Schultz Uses Questionable Foreclosure Data Generated by Agenda-Driven Newspaper to Blast Bachmann Voting Record

December 3rd, 2009 9:19 AM

The seemingly creepy fixation some MSNBC on-air personalities have with Minnesota Republican Rep. Michele Bachmann just continues to persist on the cable network.

The latest installment involves MSNBC's "Ed Show" host Ed Schultz relying on a left-wing publication, The Minnesota Independent, which found a high rate of foreclosures relative in Bachmann's district relative to the rest of the state of Minnesota. Schultz, on his Dec. 2 program, contended Bachmann was spending too much time as a conservative activist and not enough time focusing on the problems of her district. But it turns out the data might not be at all accurate.

"One last page in my playbook tonight," Schultz said. "It looks like Minnesota congresswoman and ‘Psycho Talk' regular Michele Bachmann needs to spend a little bit more time riling up the right-wing nut job partiers out there and focus on her own back yard." 

Schultz, citing data compiled from The Minnesota Independent, noted there were an unusually high number of foreclosures in Bachmann's district compared to the rest of the state of Minnesota.

"You see Bachmann's district has the highest number of foreclosures in Minnesota," Bachmann said. "There were 1,100 of them in her district alone between July and September of this year. That's a hundred more than the district with the district with the next highest number and almost three times more than the district with the lowest number foreclosures."

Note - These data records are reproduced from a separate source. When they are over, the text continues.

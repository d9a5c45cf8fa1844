//! 牌型识别与比较。
//!
//! `classify` 把一组牌识别为合法牌型 (或 `None`)，`can_beat` 判断一手牌能否压过桌上的牌。
//! 两者都是纯函数；凤凰单张的实际点数由状态机通过 [`resolve_phoenix`] 按桌面情况确定。

use crate::card::{Card, Rank, Suit, sort_cards};
use serde::{Deserialize, Serialize};
use std::collections::{BTreeMap, HashSet};
use std::fmt;

/// 牌型的可比较点数，以半点为单位存储，凤凰单张因此可以精确表示为 "x.5"
#[derive(Debug, PartialEq, Eq, PartialOrd, Ord, Hash, Clone, Copy, Serialize, Deserialize)]
pub struct Value(u8);

impl Value {
    /// 凤凰首出时的点数：1.5，比雀大、比任何 2 小
    pub const PHOENIX_LEAD: Value = Value(3);

    pub const fn of(base: u8) -> Value {
        Value(base * 2)
    }

    pub fn half_above(self) -> Value {
        Value(self.0 + 1)
    }

    pub fn as_f32(self) -> f32 {
        self.0 as f32 / 2.0
    }
}

impl fmt::Display for Value {
    fn fmt(&self, f: &mut fmt::Formatter) -> fmt::Result {
        if self.0 % 2 == 0 {
            write!(f, "{}", self.0 / 2)
        } else {
            write!(f, "{}.5", self.0 / 2)
        }
    }
}

#[derive(Debug, PartialEq, Eq, Hash, Clone, Copy, Serialize, Deserialize)]
#[serde(rename_all = "snake_case")]
pub enum ComboKind {
    Single,
    Pair,
    Triple,
    Straight,
    FullHouse,
    Steps,     // 连对
    FourBomb,  // 四张炸弹
    FlushBomb, // 同花顺炸弹
    Dog,
}

/// 凤凰在牌型中扮演的角色
#[derive(Debug, PartialEq, Eq, Hash, Clone, Copy, Serialize, Deserialize)]
#[serde(rename_all = "snake_case")]
pub enum PhoenixRole {
    /// 单出的凤凰，点数由桌面决定
    Single,
    /// 代替某个点数 (2..=14)
    StandsFor(u8),
}

#[derive(Debug, PartialEq, Eq, Hash, Clone, Serialize, Deserialize)]
pub struct Combo {
    pub kind: ComboKind,
    /// 牌的张数
    pub len: usize,
    pub value: Value,
    pub phoenix: Option<PhoenixRole>,
    /// 仅同花顺炸弹有花色
    pub suit: Option<Suit>,
}

impl Combo {
    fn new(kind: ComboKind, len: usize, value: u8) -> Combo {
        Combo { kind, len, value: Value::of(value), phoenix: None, suit: None }
    }

    fn with_phoenix(mut self, stands_for: u8) -> Combo {
        self.phoenix = Some(PhoenixRole::StandsFor(stands_for));
        self
    }

    pub fn is_bomb(&self) -> bool {
        matches!(self.kind, ComboKind::FourBomb | ComboKind::FlushBomb)
    }

    pub fn is_phoenix_single(&self) -> bool {
        self.phoenix == Some(PhoenixRole::Single)
    }

    pub fn is_dragon(&self) -> bool {
        self.kind == ComboKind::Single && self.phoenix.is_none() && self.value == Value::of(15)
    }

    /// 连对包含的对子数
    pub fn pair_count(&self) -> usize {
        match self.kind {
            ComboKind::Steps => self.len / 2,
            _ => 0,
        }
    }

    // 炸弹之间比较的键：同花顺炸弹总是大于四张炸弹，其次比长度，再比点数
    fn bomb_key(&self) -> (bool, usize, Value) {
        (self.kind == ComboKind::FlushBomb, self.len, self.value)
    }
}

impl fmt::Display for Combo {
    fn fmt(&self, f: &mut fmt::Formatter) -> fmt::Result {
        let name = match self.kind {
            ComboKind::Single => "单张",
            ComboKind::Pair => "对子",
            ComboKind::Triple => "三张",
            ComboKind::Straight => "顺子",
            ComboKind::FullHouse => "葫芦",
            ComboKind::Steps => "连对",
            ComboKind::FourBomb => "四张炸弹",
            ComboKind::FlushBomb => "同花顺炸弹",
            ComboKind::Dog => "狗",
        };
        match self.kind {
            ComboKind::Dog => write!(f, "{}", name),
            ComboKind::Straight | ComboKind::Steps | ComboKind::FlushBomb => {
                write!(f, "{}({}张, {})", name, self.len, self.value)
            }
            _ => write!(f, "{}({})", name, self.value),
        }
    }
}

// --- 牌型识别 ---

/// 识别一组牌的牌型，非法组合返回 `None`。
///
/// 识别顺序：同花顺炸弹先于葫芦/顺子/连对检查，保证真正的炸弹不会被识别成更弱的牌型。
pub fn classify(cards: &[Card]) -> Option<Combo> {
    if cards.is_empty() {
        return None;
    }
    let unique: HashSet<&Card> = cards.iter().collect();
    if unique.len() != cards.len() {
        return None;
    }
    if cards.len() == 1 {
        return Some(classify_single(cards[0]));
    }
    // 狗和龙只能单出
    if cards.iter().any(|c| matches!(c, Card::Dog | Card::Dragon)) {
        return None;
    }

    let has_phoenix = cards.contains(&Card::Phoenix);
    let others: Vec<Card> = cards.iter().copied().filter(|c| *c != Card::Phoenix).collect();

    match cards.len() {
        2 | 3 => same_rank(&others, has_phoenix, cards.len()),
        4 => four_bomb(&others, has_phoenix).or_else(|| steps(&others, has_phoenix)),
        5 => flush_bomb(&others, has_phoenix)
            .or_else(|| full_house(&others, has_phoenix))
            .or_else(|| straight(&others, has_phoenix)),
        _ => flush_bomb(&others, has_phoenix)
            .or_else(|| straight(&others, has_phoenix))
            .or_else(|| steps(&others, has_phoenix)),
    }
}

fn classify_single(card: Card) -> Combo {
    match card {
        Card::Dog => Combo::new(ComboKind::Dog, 1, 0),
        Card::Phoenix => Combo {
            kind: ComboKind::Single,
            len: 1,
            value: Value::PHOENIX_LEAD,
            phoenix: Some(PhoenixRole::Single),
            suit: None,
        },
        // 雀 1、龙 15、普通牌取点数
        other => Combo::new(ComboKind::Single, 1, other.base_value().unwrap_or(0)),
    }
}

/// 所有牌都是普通牌时返回它们的点数
fn ordinary_ranks(cards: &[Card]) -> Option<Vec<u8>> {
    cards.iter().map(|c| c.rank().map(Rank::value)).collect()
}

fn rank_counts(ranks: &[u8]) -> BTreeMap<u8, usize> {
    let mut counts = BTreeMap::new();
    for r in ranks {
        *counts.entry(*r).or_insert(0) += 1;
    }
    counts
}

fn is_consecutive(values: &[u8]) -> bool {
    values.windows(2).all(|w| w[1] == w[0] + 1)
}

// 对子和三张：同点数，凤凰可以补一张
fn same_rank(others: &[Card], has_phoenix: bool, len: usize) -> Option<Combo> {
    let ranks = ordinary_ranks(others)?;
    let first = *ranks.first()?;
    if ranks.iter().any(|r| *r != first) {
        return None;
    }
    let kind = if len == 2 { ComboKind::Pair } else { ComboKind::Triple };
    let combo = Combo::new(kind, len, first);
    Some(if has_phoenix { combo.with_phoenix(first) } else { combo })
}

fn four_bomb(others: &[Card], has_phoenix: bool) -> Option<Combo> {
    if has_phoenix || others.len() != 4 {
        return None;
    }
    let ranks = ordinary_ranks(others)?;
    if ranks.iter().all(|r| *r == ranks[0]) {
        Some(Combo::new(ComboKind::FourBomb, 4, ranks[0]))
    } else {
        None
    }
}

fn flush_bomb(others: &[Card], has_phoenix: bool) -> Option<Combo> {
    if has_phoenix || others.len() < 5 {
        return None;
    }
    let suit = others[0].suit()?;
    if others.iter().any(|c| c.suit() != Some(suit)) {
        return None;
    }
    let mut ranks = ordinary_ranks(others)?;
    ranks.sort_unstable();
    if !is_consecutive(&ranks) {
        return None;
    }
    let mut combo = Combo::new(ComboKind::FlushBomb, ranks.len(), *ranks.last()?);
    combo.suit = Some(suit);
    Some(combo)
}

/// 葫芦：三张 + 对子。凤凰在 3+1 时补成对子，在 2+2 时把较大的对子升为三张。
fn full_house(others: &[Card], has_phoenix: bool) -> Option<Combo> {
    let ranks = ordinary_ranks(others)?;
    let counts = rank_counts(&ranks);
    if counts.len() != 2 {
        return None;
    }
    let mut groups: Vec<(usize, u8)> = counts.iter().map(|(r, c)| (*c, *r)).collect();
    groups.sort_by(|a, b| b.cmp(a)); // 先按张数，再按点数从大到小
    let (big, small) = (groups[0], groups[1]);

    if !has_phoenix {
        return (big.0 == 3 && small.0 == 2).then(|| Combo::new(ComboKind::FullHouse, 5, big.1));
    }
    match (big.0, small.0) {
        (3, 1) => Some(Combo::new(ComboKind::FullHouse, 5, big.1).with_phoenix(small.1)),
        // 两个对子时 groups[0] 就是点数较大的那一对
        (2, 2) => Some(Combo::new(ComboKind::FullHouse, 5, big.1).with_phoenix(big.1)),
        _ => None,
    }
}

/// 顺子：至少 5 张连续点数，不能重复。雀可以作为 1 参与。
/// 凤凰可以填补一个内部空缺，或接在顶端 (最高到 A)，否则接在底端 (不能代替雀)。
fn straight(others: &[Card], has_phoenix: bool) -> Option<Combo> {
    let mut values: Vec<u8> = others.iter().map(|c| c.base_value()).collect::<Option<_>>()?;
    values.sort_unstable();
    if values.windows(2).any(|w| w[0] == w[1]) {
        return None;
    }
    let len = values.len() + usize::from(has_phoenix);
    if len < 5 {
        return None;
    }
    let (low, high) = (*values.first()?, *values.last()?);
    let span = (high - low + 1) as usize;

    if !has_phoenix {
        return (span == len).then(|| Combo::new(ComboKind::Straight, len, high));
    }
    if span == len {
        // 恰好一个内部空缺
        let gap = (low..=high).find(|v| !values.contains(v))?;
        Some(Combo::new(ComboKind::Straight, len, high).with_phoenix(gap))
    } else if span == len - 1 {
        if high < Rank::Ace.value() {
            Some(Combo::new(ComboKind::Straight, len, high + 1).with_phoenix(high + 1))
        } else if low > Rank::Two.value() {
            Some(Combo::new(ComboKind::Straight, len, high).with_phoenix(low - 1))
        } else {
            None
        }
    } else {
        None
    }
}

/// 连对：相邻点数的对子，至少两对。凤凰最多替一个落单的点数补成对子。
fn steps(others: &[Card], has_phoenix: bool) -> Option<Combo> {
    let len = others.len() + usize::from(has_phoenix);
    if len < 4 || len % 2 != 0 {
        return None;
    }
    let ranks = ordinary_ranks(others)?;
    let counts = rank_counts(&ranks);
    let keys: Vec<u8> = counts.keys().copied().collect();
    if keys.len() != len / 2 || !is_consecutive(&keys) {
        return None;
    }
    let singles: Vec<u8> = counts.iter().filter(|(_, c)| **c == 1).map(|(r, _)| *r).collect();
    if counts.values().any(|c| *c > 2) {
        return None;
    }
    let top = *keys.last()?;
    match (has_phoenix, singles.as_slice()) {
        (false, []) => Some(Combo::new(ComboKind::Steps, len, top)),
        (true, [single]) => Some(Combo::new(ComboKind::Steps, len, top).with_phoenix(*single)),
        _ => None,
    }
}

// --- 牌型比较 ---

/// 判断 `candidate` 能否压过桌上的 `current`。
///
/// 任何炸弹都压得过非炸弹；炸弹之间同花顺炸弹大于四张炸弹，同花顺炸弹先比长度再比点数。
/// 非炸弹只能压同类型、同张数且点数严格更大的牌。凤凰单张压不过龙，狗不能压任何牌。
pub fn can_beat(current: &Combo, candidate: &Combo) -> bool {
    if current.kind == ComboKind::Dog || candidate.kind == ComboKind::Dog {
        return false;
    }
    match (current.is_bomb(), candidate.is_bomb()) {
        (false, true) => true,
        (true, false) => false,
        (true, true) => candidate.bomb_key() > current.bomb_key(),
        (false, false) => {
            if candidate.is_phoenix_single() && current.is_dragon() {
                return false;
            }
            candidate.kind == current.kind
                && candidate.len == current.len
                && candidate.value > current.value
        }
    }
}

/// 确定凤凰单张的实际点数：压单张时为桌面点数 + 0.5，首出时为 1.5。
/// 其它牌型原样返回。
pub fn resolve_phoenix(combo: Combo, current: Option<&Combo>) -> Combo {
    if !combo.is_phoenix_single() {
        return combo;
    }
    let value = match current {
        Some(top) if top.kind == ComboKind::Single => top.value.half_above(),
        _ => Value::PHOENIX_LEAD,
    };
    Combo { value, ..combo }
}

/// 按展示顺序重新排列一手牌：葫芦先对子后三张，其它牌型把凤凰放在它代表的点数位置。
/// 只影响展示，不影响规则。
pub fn arrange_for_display(cards: &[Card], combo: &Combo) -> Vec<Card> {
    let stands_for = match combo.phoenix {
        Some(PhoenixRole::StandsFor(v)) => Some(v),
        _ => None,
    };
    let effective = |card: &Card| -> u8 {
        match card {
            Card::Phoenix => stands_for.unwrap_or(0),
            other => other.base_value().unwrap_or(0),
        }
    };

    let mut arranged = cards.to_vec();
    sort_cards(&mut arranged);
    if combo.kind == ComboKind::FullHouse {
        let triple = (combo.value.as_f32()) as u8;
        arranged.sort_by_key(|c| (effective(c) == triple, effective(c), *c == Card::Phoenix));
    } else if stands_for.is_some() {
        arranged.sort_by_key(|c| (effective(c), *c == Card::Phoenix));
    }
    arranged
}

// --- 单元测试 ---
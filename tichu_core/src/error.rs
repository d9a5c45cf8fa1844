use crate::card::Rank;
use thiserror::Error;

/// 牌面标识解析失败
#[derive(Debug, Clone, PartialEq, Eq, Error)]
#[error("无法识别的牌: {0}")]
pub struct ParseCardError(pub String);

/// 动作被拒绝的原因。
/// 拒绝永远不会修改游戏状态。
#[derive(Debug, Clone, PartialEq, Eq, Error)]
pub enum ActionError {
    #[error("当前阶段不能执行该动作")]
    WrongPhase,
    #[error("该玩家不在本局中")]
    UnknownPlayer,
    #[error("还没轮到你")]
    NotYourTurn,
    #[error("你已经出完牌了")]
    AlreadyFinished,
    #[error("手里没有这张牌: {0}")]
    CardNotInHand(String),
    #[error("没有选择任何牌")]
    EmptySelection,
    #[error("选择了重复的牌")]
    DuplicateCards,
    #[error("不是合法的牌型")]
    IllegalCombination,
    #[error("牌型打不过桌上的牌")]
    TooWeak,
    #[error("必须出被叫的点数 {}", .0.label())]
    UnmetCall(Rank),
    #[error("狗只能在首出时打出")]
    DogMustLead,
    #[error("首出时不能过牌")]
    CannotPass,
    #[error("龙只能送给对手")]
    InvalidDragonTarget,
    #[error("正在等待其他玩家的决定")]
    PendingDecision,
    #[error("这个决定不归你做")]
    NotYourDecision,
    #[error("已经表态过了")]
    AlreadyResponded,
    #[error("已经换过牌了")]
    AlreadyExchanged,
    #[error("已经叫过 Tichu 了")]
    AlreadyDeclared,
    #[error("只有持有全部 14 张牌时才能叫小 Tichu")]
    NotAllCards,
    #[error("无效的叫牌点数: {0}")]
    InvalidRank(String),
}

impl ActionError {
    /// 稳定的机器可读错误码，供传输层转发给客户端
    pub fn code(&self) -> &'static str {
        match self {
            ActionError::WrongPhase => "wrong_phase",
            ActionError::UnknownPlayer => "unknown_player",
            ActionError::NotYourTurn => "not_your_turn",
            ActionError::AlreadyFinished => "already_finished",
            ActionError::CardNotInHand(_) => "card_not_in_hand",
            ActionError::EmptySelection => "empty_selection",
            ActionError::DuplicateCards => "duplicate_cards",
            ActionError::IllegalCombination => "illegal_combination",
            ActionError::TooWeak => "too_weak",
            ActionError::UnmetCall(_) => "unmet_call",
            ActionError::DogMustLead => "dog_must_lead",
            ActionError::CannotPass => "cannot_pass",
            ActionError::InvalidDragonTarget => "invalid_dragon_target",
            ActionError::PendingDecision => "pending_decision",
            ActionError::NotYourDecision => "not_your_decision",
            ActionError::AlreadyResponded => "already_responded",
            ActionError::AlreadyExchanged => "already_exchanged",
            ActionError::AlreadyDeclared => "already_declared",
            ActionError::NotAllCards => "not_all_cards",
            ActionError::InvalidRank(_) => "invalid_rank",
        }
    }
}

That led Schultz to point out that Bachmann voted against some of the so-called "foreclosure relief" bills so far during this session of Congress.

"By the way, Bachmann - she voted against every major foreclosure relief bill this year," Schultz added.

However, a closer look at the Independent's data raises some questions. The Independent said it used a Web site called HousingLink, a Minnesota-based nonprofit organization, and data from country sheriffs' offices to compile this date. The report is similar to one from earlier this year written by the same reporter, Andy Birkey, which sort of explained their compilation process, requiring more subjectivity since HousingLink didn't compile foreclosure data by congressional district, but by county instead.

"Congressional district rates were determined using city- and township-level data where boundaries did not follow county lines," Birkey wrote in April 2009. "The calculations used are the same as those spelled out in the state statute for determining foreclosure rates."

Image and video hosting by TinyPicNot surprisingly, the Independent found Bachmann's district had a high rate of foreclosures then and also in October 2008. But, if you compare those compilations to the findings of a Web site called HotPads.com, which specializes in foreclosure data and has even broken it down on a congressional district-by-district basis nationally, their data and the Independent's data aren't close. In 2008, when the housing crisis was a central media focus, Bachmann's district had the 352nd highest foreclosure rate out of 435 congressional districts and the District of Columbia (0.034 percent). And also her district was fourth out of eight congressional districts in Minnesota. That tells a vastly different story from what the Minnesota Independent and Schultz told.

As for the legislation Bachmann opposed that supposedly would have somehow done something about Bachmann's foreclosure problem, which the Independent took issue with, involved funding for the corrupt ACORN organization.

"And since April, she successfully spearheaded an effort to strip the Association of Community Organizations for Reform Now (ACORN) of Housing and Urban Development funds aimed at preventing foreclosures in low and middle income neighborhoods," Birkey wrote in his Dec. 1 Independent report.